From words to wisdom material - chapter 4 example 2

I have some discussion notes about the workflow of From words to wisdom material - chapter 4 example 2 specially for the topic detection scenario later (decision tree/clustering).

1 - what is recommended, create a BOW and then partition it or partition the corpus and then create a BOW for each part of them?

2 - Why didn’t create the document vector model/representation over all the BOW and then partition it for another model later? is it just to clear the concept of partitioning, training set, and test set?

3 - Why didn’t create a document vector model/representation directly over the the test set and depend on a model in spite of the data-rule is known?

4 - is the document vector applier node required during the detection journey?

5 - why does use the relative frequency not the absolute frequency?

Dear Ahmed,

Please find my answers in line:

1 - what is recommended, create a BOW and then partition it or partition the corpus and then create a BOW for each part of them?
If you first create the BoW and then partition you might end up having some occurrences of words belonging to a document in the training set and some others to the test set. The recommendation is to first partition the corpus and then create the BoW for each part of them.

2- Why didn’t create the document vector model/representation over all the BOW and then partition it for another model later? is it just to clear the concept of partitioning, training set, and test set?
How would you partition the vector space? In general I would say that the workflow clears the concept of partitioning, training set, and test set. However, it depends on the use case that you want to solve.

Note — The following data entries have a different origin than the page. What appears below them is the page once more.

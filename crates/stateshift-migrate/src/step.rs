//! Migration steps and their invocation context
//!
//! A [`MigrationStep`] is one versioned transformation of a snapshot: an `up`
//! transform, an optional inverse `down`, an optional `validate` gate and a
//! `critical` flag deciding whether its failure halts the whole run.

use crate::error::{MigrationError, StepError};
use crate::Version;
use chrono::{DateTime, Utc};
use serde::{Deserialize, Serialize};
use std::fmt;
use std::sync::Arc;

/// Forward or backward transform of a snapshot
pub type TransformFn<S> = Arc<dyn Fn(S, &MigrationContext) -> Result<S, StepError> + Send + Sync>;

/// Predicate gating whether a step may run against the current snapshot
pub type ValidateFn<S> = Arc<dyn Fn(&S) -> bool + Send + Sync>;

/// Ephemeral context handed to every `up`/`down` call
///
/// Rebuilt per invocation and never persisted.
#[derive(Debug, Clone, PartialEq, Eq, Serialize, Deserialize)]
pub struct MigrationContext {
    /// Version the whole run started from
    pub from_version: Version,

    /// Version the whole run is heading to
    pub to_version: Version,

    /// Logical store being migrated
    pub store_name: String,

    /// Wall-clock time of this invocation
    pub timestamp: DateTime<Utc>,
}

impl MigrationContext {
    /// Create context stamped with the current time
    #[inline]
    #[must_use]
    pub fn new(from_version: Version, to_version: Version, store_name: impl Into<String>) -> Self {
        Self {
            from_version,
            to_version,
            store_name: store_name.into(),
            timestamp: Utc::now(),
        }
    }
}

/// One versioned transformation unit
pub struct MigrationStep<S> {
    version: Version,
    description: String,
    up: TransformFn<S>,
    down: Option<TransformFn<S>>,
    validate: Option<ValidateFn<S>>,
    critical: bool,
}

impl<S> MigrationStep<S> {
    /// Create a non-critical step with only an `up` transform
    ///
    /// Version validity is checked when the step is registered.
    #[must_use]
    pub fn new<F>(version: Version, description: impl Into<String>, up: F) -> Self
    where
        F: Fn(S, &MigrationContext) -> Result<S, StepError> + Send + Sync + 'static,
    {
        Self {
            version,
            description: description.into(),
            up: Arc::new(up),
            down: None,
            validate: None,
            critical: false,
        }
    }

    /// Start building a step
    #[inline]
    #[must_use]
    pub fn builder(version: Version, description: impl Into<String>) -> StepBuilder<S> {
        StepBuilder::new(version, description)
    }

    /// Schema revision this step produces
    #[inline]
    #[must_use]
    pub fn version(&self) -> Version {
        self.version
    }

    /// Human-readable label
    #[inline]
    #[must_use]
    pub fn description(&self) -> &str {
        &self.description
    }

    /// Whether failure aborts the whole run
    #[inline]
    #[must_use]
    pub fn is_critical(&self) -> bool {
        self.critical
    }

    /// Whether a `down` transform exists
    #[inline]
    #[must_use]
    pub fn has_down(&self) -> bool {
        self.down.is_some()
    }

    /// Whether a `validate` gate exists
    #[inline]
    #[must_use]
    pub fn has_validate(&self) -> bool {
        self.validate.is_some()
    }

    /// Mark the step critical
    #[inline]
    #[must_use]
    pub fn critical(mut self) -> Self {
        self.critical = true;
        self
    }

    /// Attach a `down` transform
    #[must_use]
    pub fn with_down<F>(mut self, down: F) -> Self
    where
        F: Fn(S, &MigrationContext) -> Result<S, StepError> + Send + Sync + 'static,
    {
        self.down = Some(Arc::new(down));
        self
    }

    /// Attach a `validate` gate
    #[must_use]
    pub fn with_validate<F>(mut self, validate: F) -> Self
    where
        F: Fn(&S) -> bool + Send + Sync + 'static,
    {
        self.validate = Some(Arc::new(validate));
        self
    }

    /// Run the validation gate; steps without one always pass
    #[inline]
    #[must_use]
    pub fn validates(&self, state: &S) -> bool {
        self.validate.as_ref().map_or(true, |v| v(state))
    }

    /// Apply the forward transform
    ///
    /// # Errors
    /// Propagates whatever the transform returns
    #[inline]
    pub fn apply_up(&self, state: S, ctx: &MigrationContext) -> Result<S, StepError> {
        (self.up)(state, ctx)
    }

    /// Apply the inverse transform, if one exists
    #[inline]
    pub fn apply_down(&self, state: S, ctx: &MigrationContext) -> Option<Result<S, StepError>> {
        self.down.as_ref().map(|down| down(state, ctx))
    }
}

impl<S> Clone for MigrationStep<S> {
    fn clone(&self) -> Self {
        Self {
            version: self.version,
            description: self.description.clone(),
            up: Arc::clone(&self.up),
            down: self.down.clone(),
            validate: self.validate.clone(),
            critical: self.critical,
        }
    }
}

impl<S> fmt::Debug for MigrationStep<S> {
    fn fmt(&self, f: &mut fmt::Formatter<'_>) -> fmt::Result {
        f.debug_struct("MigrationStep")
            .field("version", &self.version)
            .field("description", &self.description)
            .field("critical", &self.critical)
            .field("has_down", &self.has_down())
            .field("has_validate", &self.has_validate())
            .finish()
    }
}

/// Builder for [`MigrationStep`]
pub struct StepBuilder<S> {
    version: Version,
    description: String,
    up: Option<TransformFn<S>>,
    down: Option<TransformFn<S>>,
    validate: Option<ValidateFn<S>>,
    critical: bool,
}

impl<S> StepBuilder<S> {
    /// Create new builder
    #[inline]
    #[must_use]
    pub fn new(version: Version, description: impl Into<String>) -> Self {
        Self {
            version,
            description: description.into(),
            up: None,
            down: None,
            validate: None,
            critical: false,
        }
    }

    /// Set forward transform
    #[must_use]
    pub fn up<F>(mut self, up: F) -> Self
    where
        F: Fn(S, &MigrationContext) -> Result<S, StepError> + Send + Sync + 'static,
    {
        self.up = Some(Arc::new(up));
        self
    }

    /// Set inverse transform
    #[must_use]
    pub fn down<F>(mut self, down: F) -> Self
    where
        F: Fn(S, &MigrationContext) -> Result<S, StepError> + Send + Sync + 'static,
    {
        self.down = Some(Arc::new(down));
        self
    }

    /// Set validation gate
    #[must_use]
    pub fn validate<F>(mut self, validate: F) -> Self
    where
        F: Fn(&S) -> bool + Send + Sync + 'static,
    {
        self.validate = Some(Arc::new(validate));
        self
    }

    /// Mark critical
    #[inline]
    #[must_use]
    pub fn critical(mut self) -> Self {
        self.critical = true;
        self
    }

    /// Set critical flag explicitly
    #[inline]
    #[must_use]
    pub fn critical_if(mut self, critical: bool) -> Self {
        self.critical = critical;
        self
    }

    /// Build step
    ///
    /// # Errors
    /// Returns error if the version is zero or no `up` transform was set
    pub fn build(self) -> Result<MigrationStep<S>, MigrationError> {
        if self.version == 0 {
            return Err(MigrationError::InvalidVersion(self.version));
        }

        let up = self.up.ok_or_else(|| MigrationError::MissingUp {
            version: self.version,
            description: self.description.clone(),
        })?;

        Ok(MigrationStep {
            version: self.version,
            description: self.description,
            up,
            down: self.down,
            validate: self.validate,
            critical: self.critical,
        })
    }
}

impl<S> fmt::Debug for StepBuilder<S> {
    fn fmt(&self, f: &mut fmt::Formatter<'_>) -> fmt::Result {
        f.debug_struct("StepBuilder")
            .field("version", &self.version)
            .field("description", &self.description)
            .field("has_up", &self.up.is_some())
            .field("critical", &self.critical)
            .finish_non_exhaustive()
    }
}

For instance, the workflow available here shows the Document Vector Adapter node used to adjust the feature space of a second set of documents to make it identical to the feature space of a first, reference set of documents.

3 - Why didn’t create a document vector model/representation directly over the the test set and depend on a model in spite of the data-rule is known?
4 - is the document vector applier node required during the detection journey?
Could you please clarify the questions and give more details, please?

5- why does use the relative frequency not the absolute frequency?
Term occurrences in long texts cannot have the same weight as in short texts. In this case, we need to normalize the term absolute frequency by the total number of words in the text. This refers to relative frequency. Relative frequency fits well text corpora with variable text length. This is the reason why we used the relative frequency in the example workflow.

Hope that helps.
Best,
Vincenzo

1 Like

3 - For the partitioned test set, why didn’t create a document vector for it directly? In other words, why did depend on the generated document vector model from the training set? the first scenario will guarantee that all words will be vectorized. the second scenario may miss some words that don’t exist in the training set.

4 - is the document vector applier node required during the topic detection workflow?

Hi @ahmed_gomaa,

3- that is because we want to evaluate how the document vector performs on unseen documents.

4- if you want to apply an algorithm to extract topics such as the Topic Extractor (Parallel LDA) it is not required to use the document vector nodes beforehand. In this case you just need the corpus of pre-processed documents.

Best,
Vincenzo

This topic was automatically closed 90 days after the last reply. New replies are no longer allowed.